> Saved data entries
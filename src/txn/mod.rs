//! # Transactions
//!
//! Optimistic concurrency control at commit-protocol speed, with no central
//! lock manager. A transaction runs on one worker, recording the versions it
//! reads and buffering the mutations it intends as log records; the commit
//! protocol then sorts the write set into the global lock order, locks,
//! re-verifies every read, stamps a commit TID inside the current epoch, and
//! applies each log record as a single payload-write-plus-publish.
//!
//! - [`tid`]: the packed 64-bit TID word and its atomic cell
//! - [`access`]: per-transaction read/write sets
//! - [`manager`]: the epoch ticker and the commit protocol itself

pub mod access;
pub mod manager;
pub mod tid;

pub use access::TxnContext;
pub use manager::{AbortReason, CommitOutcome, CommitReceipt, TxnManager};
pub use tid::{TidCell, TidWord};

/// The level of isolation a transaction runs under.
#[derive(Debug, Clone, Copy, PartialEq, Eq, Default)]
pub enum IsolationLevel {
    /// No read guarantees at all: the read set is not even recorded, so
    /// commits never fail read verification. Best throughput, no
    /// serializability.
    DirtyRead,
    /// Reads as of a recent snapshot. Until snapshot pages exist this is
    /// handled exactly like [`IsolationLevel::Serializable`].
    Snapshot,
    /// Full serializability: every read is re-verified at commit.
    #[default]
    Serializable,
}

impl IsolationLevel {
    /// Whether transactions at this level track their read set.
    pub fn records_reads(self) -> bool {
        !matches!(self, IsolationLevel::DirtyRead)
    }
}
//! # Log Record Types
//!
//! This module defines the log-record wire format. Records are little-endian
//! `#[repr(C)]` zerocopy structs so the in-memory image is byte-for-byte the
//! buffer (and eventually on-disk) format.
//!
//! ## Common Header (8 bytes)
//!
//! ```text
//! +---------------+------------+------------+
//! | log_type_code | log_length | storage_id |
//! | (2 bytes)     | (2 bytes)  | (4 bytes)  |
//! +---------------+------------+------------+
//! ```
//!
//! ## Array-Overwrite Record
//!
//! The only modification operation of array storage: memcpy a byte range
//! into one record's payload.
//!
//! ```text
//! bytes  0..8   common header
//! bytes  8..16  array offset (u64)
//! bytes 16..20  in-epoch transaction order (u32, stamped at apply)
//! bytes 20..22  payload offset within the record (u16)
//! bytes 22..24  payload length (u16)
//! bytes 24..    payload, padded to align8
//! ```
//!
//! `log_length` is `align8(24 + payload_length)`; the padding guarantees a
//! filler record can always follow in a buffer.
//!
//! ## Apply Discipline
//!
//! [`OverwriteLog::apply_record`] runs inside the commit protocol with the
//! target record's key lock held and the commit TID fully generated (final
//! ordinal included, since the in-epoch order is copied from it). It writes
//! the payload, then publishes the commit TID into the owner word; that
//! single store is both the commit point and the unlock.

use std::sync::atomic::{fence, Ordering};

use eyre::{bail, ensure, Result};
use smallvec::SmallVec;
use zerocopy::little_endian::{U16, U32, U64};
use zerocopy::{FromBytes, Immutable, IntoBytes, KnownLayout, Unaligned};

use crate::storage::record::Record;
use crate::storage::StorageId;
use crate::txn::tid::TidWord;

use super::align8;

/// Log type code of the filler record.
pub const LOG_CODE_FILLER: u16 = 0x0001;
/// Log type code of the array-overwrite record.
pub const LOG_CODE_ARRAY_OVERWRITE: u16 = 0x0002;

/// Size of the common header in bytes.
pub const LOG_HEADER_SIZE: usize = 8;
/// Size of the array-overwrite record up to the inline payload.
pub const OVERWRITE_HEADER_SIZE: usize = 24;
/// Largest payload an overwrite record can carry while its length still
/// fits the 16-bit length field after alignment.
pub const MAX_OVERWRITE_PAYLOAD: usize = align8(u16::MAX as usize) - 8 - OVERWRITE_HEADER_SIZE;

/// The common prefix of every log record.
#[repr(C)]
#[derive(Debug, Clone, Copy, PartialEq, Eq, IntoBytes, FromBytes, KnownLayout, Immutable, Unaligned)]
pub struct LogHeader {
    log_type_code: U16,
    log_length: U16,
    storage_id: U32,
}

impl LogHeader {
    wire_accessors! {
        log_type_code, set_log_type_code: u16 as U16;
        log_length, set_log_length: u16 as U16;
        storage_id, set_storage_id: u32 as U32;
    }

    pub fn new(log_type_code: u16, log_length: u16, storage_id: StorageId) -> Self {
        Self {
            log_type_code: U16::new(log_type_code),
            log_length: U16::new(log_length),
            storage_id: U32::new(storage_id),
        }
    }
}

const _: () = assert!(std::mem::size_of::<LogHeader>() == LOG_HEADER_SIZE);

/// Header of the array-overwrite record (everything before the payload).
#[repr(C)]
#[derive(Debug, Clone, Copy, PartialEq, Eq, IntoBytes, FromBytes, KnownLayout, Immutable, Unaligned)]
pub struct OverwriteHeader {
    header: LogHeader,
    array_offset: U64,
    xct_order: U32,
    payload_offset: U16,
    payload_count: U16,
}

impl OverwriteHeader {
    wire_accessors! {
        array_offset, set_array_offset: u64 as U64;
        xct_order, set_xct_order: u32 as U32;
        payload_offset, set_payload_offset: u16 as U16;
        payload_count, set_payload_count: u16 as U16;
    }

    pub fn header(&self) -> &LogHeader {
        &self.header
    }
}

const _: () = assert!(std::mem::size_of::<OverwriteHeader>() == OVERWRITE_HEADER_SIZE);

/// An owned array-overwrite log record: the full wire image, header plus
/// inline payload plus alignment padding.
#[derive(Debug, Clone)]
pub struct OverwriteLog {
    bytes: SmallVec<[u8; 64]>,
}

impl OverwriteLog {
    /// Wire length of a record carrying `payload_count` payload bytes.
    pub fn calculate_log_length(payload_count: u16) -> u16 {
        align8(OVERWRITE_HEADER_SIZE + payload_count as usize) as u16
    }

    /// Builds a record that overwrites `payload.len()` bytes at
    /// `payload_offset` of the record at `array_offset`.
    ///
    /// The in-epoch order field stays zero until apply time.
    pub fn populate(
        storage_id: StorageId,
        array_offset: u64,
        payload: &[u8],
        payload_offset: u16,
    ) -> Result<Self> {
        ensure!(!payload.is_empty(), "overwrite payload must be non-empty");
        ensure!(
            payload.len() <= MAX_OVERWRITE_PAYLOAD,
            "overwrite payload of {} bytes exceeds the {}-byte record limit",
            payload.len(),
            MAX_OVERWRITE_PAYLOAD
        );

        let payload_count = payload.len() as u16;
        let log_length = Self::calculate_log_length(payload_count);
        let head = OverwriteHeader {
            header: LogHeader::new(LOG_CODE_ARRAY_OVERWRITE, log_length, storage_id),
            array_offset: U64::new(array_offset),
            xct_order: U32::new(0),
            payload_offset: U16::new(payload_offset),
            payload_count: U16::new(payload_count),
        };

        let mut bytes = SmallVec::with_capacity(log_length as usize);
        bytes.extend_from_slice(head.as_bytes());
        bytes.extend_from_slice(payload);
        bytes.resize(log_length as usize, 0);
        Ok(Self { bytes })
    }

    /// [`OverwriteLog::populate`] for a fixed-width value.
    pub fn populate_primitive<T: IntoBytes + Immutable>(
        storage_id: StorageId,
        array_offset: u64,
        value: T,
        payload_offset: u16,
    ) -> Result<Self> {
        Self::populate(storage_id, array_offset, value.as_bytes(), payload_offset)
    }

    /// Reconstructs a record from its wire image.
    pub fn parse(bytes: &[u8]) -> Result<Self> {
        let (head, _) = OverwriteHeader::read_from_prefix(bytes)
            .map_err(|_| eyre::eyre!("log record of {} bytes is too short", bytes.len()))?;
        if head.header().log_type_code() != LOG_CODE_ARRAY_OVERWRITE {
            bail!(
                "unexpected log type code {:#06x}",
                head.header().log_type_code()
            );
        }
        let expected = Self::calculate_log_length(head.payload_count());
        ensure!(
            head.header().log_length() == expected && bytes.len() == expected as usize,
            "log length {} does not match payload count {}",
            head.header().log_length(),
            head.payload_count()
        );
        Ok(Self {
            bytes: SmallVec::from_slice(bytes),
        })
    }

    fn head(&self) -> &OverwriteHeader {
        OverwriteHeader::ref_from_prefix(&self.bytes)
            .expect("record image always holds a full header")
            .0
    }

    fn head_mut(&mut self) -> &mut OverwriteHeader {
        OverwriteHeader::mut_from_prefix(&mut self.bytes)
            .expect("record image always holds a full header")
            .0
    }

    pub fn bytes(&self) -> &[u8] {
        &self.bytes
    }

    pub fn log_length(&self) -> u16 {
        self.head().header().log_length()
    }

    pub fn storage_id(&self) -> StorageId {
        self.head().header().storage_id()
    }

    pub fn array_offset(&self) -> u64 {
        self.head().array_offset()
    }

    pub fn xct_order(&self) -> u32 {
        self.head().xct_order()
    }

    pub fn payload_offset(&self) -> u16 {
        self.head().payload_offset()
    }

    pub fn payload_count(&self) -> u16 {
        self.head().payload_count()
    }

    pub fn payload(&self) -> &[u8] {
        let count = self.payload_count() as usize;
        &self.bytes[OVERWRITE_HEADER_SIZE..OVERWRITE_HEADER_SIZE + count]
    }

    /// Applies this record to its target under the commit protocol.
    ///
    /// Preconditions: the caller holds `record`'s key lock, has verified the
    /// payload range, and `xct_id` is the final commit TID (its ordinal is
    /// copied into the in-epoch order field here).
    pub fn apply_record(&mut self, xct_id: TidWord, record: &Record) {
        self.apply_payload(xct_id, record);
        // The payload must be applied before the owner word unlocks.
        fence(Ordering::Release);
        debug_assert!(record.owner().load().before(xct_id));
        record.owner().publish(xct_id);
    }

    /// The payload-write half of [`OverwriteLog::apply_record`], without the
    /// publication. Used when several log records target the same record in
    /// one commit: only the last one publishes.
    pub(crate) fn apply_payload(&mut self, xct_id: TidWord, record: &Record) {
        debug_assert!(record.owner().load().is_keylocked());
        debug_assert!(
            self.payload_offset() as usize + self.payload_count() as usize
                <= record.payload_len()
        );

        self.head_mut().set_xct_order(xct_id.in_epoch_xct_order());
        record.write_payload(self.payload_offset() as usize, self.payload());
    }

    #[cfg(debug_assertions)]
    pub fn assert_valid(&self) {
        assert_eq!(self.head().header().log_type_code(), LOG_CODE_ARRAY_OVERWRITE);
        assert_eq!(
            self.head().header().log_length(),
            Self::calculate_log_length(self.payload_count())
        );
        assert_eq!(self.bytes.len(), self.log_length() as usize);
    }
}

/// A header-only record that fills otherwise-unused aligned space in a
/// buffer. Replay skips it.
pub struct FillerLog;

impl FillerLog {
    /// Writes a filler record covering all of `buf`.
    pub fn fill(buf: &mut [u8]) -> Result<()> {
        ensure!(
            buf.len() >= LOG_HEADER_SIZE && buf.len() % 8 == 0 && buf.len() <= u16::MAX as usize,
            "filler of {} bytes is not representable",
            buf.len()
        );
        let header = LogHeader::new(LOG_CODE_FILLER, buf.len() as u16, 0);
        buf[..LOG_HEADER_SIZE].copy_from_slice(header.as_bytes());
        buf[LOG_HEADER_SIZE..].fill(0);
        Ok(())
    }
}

> What you have to do
Find the word "image" in the data and show each line that holds it.

> Output of the task
//! `#[repr(C)]` zerocopy structs so the in-memory image is byte-for-byte the
/// An owned array-overwrite log record: the full wire image, header plus
    /// Reconstructs a record from its wire image.
            .expect("record image always holds a full header")
            .expect("record image always holds a full header")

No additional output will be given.